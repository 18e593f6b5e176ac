// service/src/db/mod.rs

//! PostgreSQL persistence for the catalog.

pub mod product_store;

pub use product_store::PgProductStore;

use crate::errors::Result;
use sqlx::postgres::PgPoolOptions;
use sqlx::PgPool;
use tracing::info;

pub const CREATE_PRODUCTS_TABLE: &str = r#"
CREATE TABLE IF NOT EXISTS products (
  id                 BIGSERIAL PRIMARY KEY,
  name               TEXT NOT NULL,
  description        VARCHAR(63) NOT NULL,
  category           TEXT NOT NULL,
  price              DOUBLE PRECISION NOT NULL,
  available          BOOLEAN NOT NULL DEFAULT FALSE,
  rating             DOUBLE PRECISION,
  cumulative_ratings DOUBLE PRECISION,
  no_of_users_rated  BIGINT
)
"#;

pub async fn connect(database_url: &str, max_connections: u32) -> Result<PgPool> {
  let pool = PgPoolOptions::new()
    .max_connections(max_connections)
    .connect(database_url)
    .await?;
  info!(max_connections, "Successfully connected to the database.");
  Ok(pool)
}

/// Creates the `products` table if it does not exist yet.
pub async fn init_schema(pool: &PgPool) -> Result<()> {
  info!("Initializing database");
  sqlx::query(CREATE_PRODUCTS_TABLE).execute(pool).await?;
  Ok(())
}

/// Connects, makes sure the table exists and wraps the pool in a [`PgProductStore`].
pub async fn open_store(database_url: &str, max_connections: u32) -> Result<PgProductStore> {
  let pool = connect(database_url, max_connections).await?;
  init_schema(&pool).await?;
  Ok(PgProductStore::new(pool))
}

┄┄┄┄┄┄┄┄┄┄

• WORK REQUIRED: The full listing above should be transcribed exactly.

• THE ANSWER:
repository 18e593f6b5e176ac
// service/src/db/mod.rs

//! PostgreSQL persistence for the catalog.

pub mod product_store;

pub use product_store::PgProductStore;

use crate::errors::Result;
use sqlx::postgres::PgPoolOptions;
use sqlx::PgPool;
use tracing::info;

pub const CREATE_PRODUCTS_TABLE: &str = r#"
CREATE TABLE IF NOT EXISTS products (
  id                 BIGSERIAL PRIMARY KEY,
  name               TEXT NOT NULL,
  description        VARCHAR(63) NOT NULL,
  category           TEXT NOT NULL,
  price              DOUBLE PRECISION NOT NULL,
  available          BOOLEAN NOT NULL DEFAULT FALSE,
  rating             DOUBLE PRECISION,
  cumulative_ratings DOUBLE PRECISION,
  no_of_users_rated  BIGINT
)
"#;

pub async fn connect(database_url: &str, max_connections: u32) -> Result<PgPool> {
  let pool = PgPoolOptions::new()
    .max_connections(max_connections)
    .connect(database_url)
    .await?;
  info!(max_connections, "Successfully connected to the database.");
  Ok(pool)
}

/// Creates the `products` table if it does not exist yet.
pub async fn init_schema(pool: &PgPool) -> Result<()> {
  info!("Initializing database");
  sqlx::query(CREATE_PRODUCTS_TABLE).execute(pool).await?;
  Ok(())
}

/// Connects, makes sure the table exists and wraps the pool in a [`PgProductStore`].
pub async fn open_store(database_url: &str, max_connections: u32) -> Result<PgProductStore> {
  let pool = connect(database_url, max_connections).await?;
  init_schema(&pool).await?;
  Ok(PgProductStore::new(pool))
}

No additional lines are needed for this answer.